[TASK ITEM]: Find every line below where the string "Duration" shows up, and copy those lines.

[LISTED RECORDS]:
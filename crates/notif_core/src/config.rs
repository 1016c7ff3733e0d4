use std::path::PathBuf;
use std::time::Duration;

use anyhow::{Context, Result};

pub const QUERY_TIMEOUT_VAR: &str = "LOCAL_NOTIFICATION_QUERY_TIMEOUT_MS";
pub const RESOURCES_VAR: &str = "LOCAL_NOTIFICATION_RESOURCES";
pub const LOG_VAR: &str = "LOCAL_NOTIFICATION_LOG";

#[derive(Clone, Debug, PartialEq, Eq)]
pub struct BridgeConfig {
    /// Upper bound on the blocking wait of a query. `None` waits forever.
    pub query_timeout: Option<Duration>,
    /// Directory searched for `<name>.png` when the platform has no bundle.
    pub resource_dir: Option<PathBuf>,
    pub log_filter: String,
}

impl BridgeConfig {
    pub fn from_env() -> Result<Self> {
        Self::from_lookup(|key| std::env::var(key).ok())
    }

    pub fn from_lookup(lookup: impl Fn(&str) -> Option<String>) -> Result<Self> {
        let mut config = Self::default();
        if let Some(raw) = lookup(QUERY_TIMEOUT_VAR) {
            let millis = raw
                .trim()
                .parse::<u64>()
                .with_context(|| format!("{QUERY_TIMEOUT_VAR} must be milliseconds, got `{raw}`"))?;
            config.query_timeout = (millis > 0).then(|| Duration::from_millis(millis));
        }
        if let Some(dir) = lookup(RESOURCES_VAR) {
            let dir = PathBuf::from(dir.trim());
            anyhow::ensure!(
                dir.is_dir(),
                "{RESOURCES_VAR} `{}` is not a directory",
                dir.display()
            );
            config.resource_dir = Some(dir);
        }
        if let Some(filter) = lookup(LOG_VAR) {
            if !filter.trim().is_empty() {
                config.log_filter = filter.trim().to_string();
            }
        }
        Ok(config)
    }
}

impl Default for BridgeConfig {
    fn default() -> Self {
        Self {
            query_timeout: None,
            resource_dir: None,
            log_filter: "info".to_string(),
        }
    }
}

#[cfg(test)]
mod tests {
    use super::*;
    use std::collections::HashMap;

    fn lookup_from(pairs: &[(&str, &str)]) -> impl Fn(&str) -> Option<String> {
        let vars: HashMap<String, String> = pairs
            .iter()
            .map(|(k, v)| (k.to_string(), v.to_string()))
            .collect();
        move |key: &str| vars.get(key).cloned()
    }

    #[test]
    fn defaults_wait_forever() {
        let config = BridgeConfig::from_lookup(lookup_from(&[])).expect("config");
        assert_eq!(config, BridgeConfig::default());
        assert_eq!(config.query_timeout, None);
        assert_eq!(config.log_filter, "info");
    }

    #[test]
    fn zero_timeout_disables_the_bound() {
        let config =
            BridgeConfig::from_lookup(lookup_from(&[(QUERY_TIMEOUT_VAR, "0")])).expect("config");
        assert_eq!(config.query_timeout, None);

        let config = BridgeConfig::from_lookup(lookup_from(&[(QUERY_TIMEOUT_VAR, " 1500 ")]))
            .expect("config");
        assert_eq!(config.query_timeout, Some(Duration::from_millis(1500)));
    }

    #[test]
    fn rejects_malformed_values() {
        assert!(BridgeConfig::from_lookup(lookup_from(&[(QUERY_TIMEOUT_VAR, "soon")])).is_err());
        assert!(BridgeConfig::from_lookup(lookup_from(&[(
            RESOURCES_VAR,
            "/definitely/not/a/real/dir"
        )]))
        .is_err());
    }

    #[test]
    fn reads_resource_dir_and_log_filter() {
        let temp = tempfile::tempdir().expect("tempdir");
        let dir = temp.path().to_string_lossy().to_string();
        let config = BridgeConfig::from_lookup(lookup_from(&[
            (RESOURCES_VAR, dir.as_str()),
            (LOG_VAR, "notif_core=debug"),
        ]))
        .expect("config");
        assert_eq!(config.resource_dir.as_deref(), Some(temp.path()));
        assert_eq!(config.log_filter, "notif_core=debug");
    }
}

[WRITTEN RESPONSE]:
use std::time::Duration;
    pub query_timeout: Option<Duration>,
            config.query_timeout = (millis > 0).then(|| Duration::from_millis(millis));
        assert_eq!(config.query_timeout, Some(Duration::from_millis(1500)));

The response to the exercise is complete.